2-dünyadaki doğan çocukları %99'u ailelerinin dinini takip etmekte. örneğin japonya'da doğan bir çocuğun tüm şartlanmalara rağmen, araştırıp müslümanlığı benimseme ihtimali %1 den bile az.. yani tüm insanlık babalarından veya çevresinden gördüğü dini takip ederken müslüman olamadığı için direkt olarak cehenneme mi gidecek?
bu sorulara verilen cevaplar hep aynıydı, 'yapacak bir şey yok, bunların hepsi müslüman olmadığı için cehenneme gidecek'.
hristiyanların görüşü ise, 'müslümanlık hristiyanlıktan kopya çekilerek uydurulmuş bir dindir'. hristiyan olmayan ve kutsal baba ve oğluna inanmayan kimse cennete giremez.
museviler ise şöyle düşünüyor; ne yazık ki bizim ırkımızdan gelmeyen ve bizim dinimize sahip olmayanlar cennete giremeyecektir. cennete girse bile cennetin en güzel köşesi yahudilere ait olacaktır.
tüm bu cevapları zihnimin derinliklerinde analiz kuyularında analiz ettikten, okuduğum kutsal veya kutsal olmayan kitapları, makaleleri, forumları da analiz çorbasına doğradıktan sonra şu sonuca daha önce varmıştım;sonsuz evrende din olmadığını fark etme eşiği. (bkz: #1113166)
bu eşiği geçtikten sonra karşımıza cevaplaması kolay bir soru çıkıyor;
hz. muhammed gerçekten peygamber mi yoksa büyük bir filozof mu?
din olmadığını kabul ettiğimize göre hz. muhammed'in bir peygamber olmadığını da kabul etmiş oluyoruz. peki, hz. muhammed bu kitabı neden yazmış olmalı?
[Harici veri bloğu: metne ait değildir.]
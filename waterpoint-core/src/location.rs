//! The device location collaborator.
//!
//! Distance features are optional: when no location can be obtained, callers
//! carry on with `None` instead of failing.

use log::warn;
use thiserror::Error;

use crate::Location;

/// Errors raised by a [`LocationProvider`].
#[derive(Debug, Clone, Error, PartialEq, Eq)]
pub enum LocationError {
    /// The user declined to share their position.
    #[error("location permission was denied")]
    PermissionDenied,
    /// A position could not be determined.
    #[error("location is unavailable: {reason}")]
    Unavailable {
        /// Why the provider gave up.
        reason: String,
    },
}

/// Source of the user's current position.
pub trait LocationProvider {
    /// Return the user's current position.
    fn current_location(&self) -> Result<Location, LocationError>;
}

/// A provider that always reports the same position.
#[derive(Debug, Clone, Copy, PartialEq)]
pub struct FixedLocation(pub Location);

impl LocationProvider for FixedLocation {
    fn current_location(&self) -> Result<Location, LocationError> {
        Ok(self.0)
    }
}

/// A provider for users who have not shared their position.
#[derive(Debug, Clone, Copy, Default)]
pub struct NoLocation;

impl LocationProvider for NoLocation {
    fn current_location(&self) -> Result<Location, LocationError> {
        Err(LocationError::PermissionDenied)
    }
}

/// Ask `provider` for a position, logging and swallowing any failure.
#[must_use]
pub fn locate_or_none(provider: &dyn LocationProvider) -> Option<Location> {
    match provider.current_location() {
        Ok(location) => Some(location),
        Err(err) => {
            warn!("continuing without a user location: {err}");
            None
        }
    }
}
1500 yıl önce eski kaynakları okuyup, derleyip toparlayıp, yeni edindiği bilgileri de katarak bir ahlak ve nizam kitabı yazmış olmasını takdir etmemek mümkün değil. sırf bu kitap onu gelmiş geçmiş en büyük filozoflardan biri yapmaya yeterlidir. onu, dünya, ahlak, ruh'a dair nizamları belirleyen diğer filozoflarla aynı kategoride değerlendirmek gerekir. hz. isa, hz musa , siddhāttha gautama (yüce buddha), aristotales,eflatun, konfüçyus.. bunlar da dünyadaki bilinen en büyük filozoflardır. (filozof :var olanların varlığı, kaynağı, anlamı ve nedeni üzerine düşünme ve bilginin bilimsel olarak araştıran kişi.)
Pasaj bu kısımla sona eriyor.